Supplied material:
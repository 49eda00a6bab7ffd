use crate::metrics::SystemSnapshot;
use serde::{Deserialize, Serialize};

pub const HYPOXIA_SPO2: f64 = 94.0;
pub const HIGH_POLLUTION_PM25: f64 = 35.0;
pub const FREEZING_TEMPERATURE: f64 = -10.0;
pub const ELEVATED_PM25: f64 = 25.0;
pub const ELEVATED_HEART_RATE: f64 = 110.0;
pub const LOW_SPO2: f64 = 95.0;

/// Alert states derived from a single snapshot.
#[derive(Debug, Clone, Copy, Default, PartialEq, Eq, Serialize, Deserialize)]
pub struct AlertFlags {
    pub hypoxic: bool,
    pub high_pollution: bool,
    pub freezing: bool,
    pub pm25_elevated: bool,
    pub heart_rate_elevated: bool,
    pub spo2_low: bool,
}

impl AlertFlags {
    pub fn from_snapshot(s: &SystemSnapshot) -> Self {
        Self {
            hypoxic: s.health.spo2 < HYPOXIA_SPO2,
            high_pollution: s.env.pm25 > HIGH_POLLUTION_PM25,
            freezing: s.env.temperature < FREEZING_TEMPERATURE,
            pm25_elevated: s.env.pm25 > ELEVATED_PM25,
            heart_rate_elevated: s.health.heart_rate > ELEVATED_HEART_RATE,
            spo2_low: s.health.spo2 < LOW_SPO2,
        }
    }

    /// Warning banner text. Hypoxia outranks pollution.
    pub fn banner(&self) -> Option<&'static str> {
        if self.hypoxic {
            Some("Low Oxygen Saturation Detected.")
        } else if self.high_pollution {
            Some("High Particulate Matter detected.")
        } else {
            None
        }
    }

    pub fn active(&self) -> Vec<&'static str> {
        [
            (self.hypoxic, "hypoxic"),
            (self.high_pollution, "high_pollution"),
            (self.freezing, "freezing"),
            (self.pm25_elevated, "pm25_elevated"),
            (self.heart_rate_elevated, "heart_rate_elevated"),
            (self.spo2_low, "spo2_low"),
        ]
        .into_iter()
        .filter_map(|(on, name)| on.then_some(name))
        .collect()
    }

    pub fn all_names() -> [&'static str; 6] {
        [
            "hypoxic",
            "high_pollution",
            "freezing",
            "pm25_elevated",
            "heart_rate_elevated",
            "spo2_low",
        ]
    }
}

Your assignment:
Copy each line of the entries that includes the word "health".

Exercise answer:
            hypoxic: s.health.spo2 < HYPOXIA_SPO2,
            heart_rate_elevated: s.health.heart_rate > ELEVATED_HEART_RATE,
            spo2_low: s.health.spo2 < LOW_SPO2,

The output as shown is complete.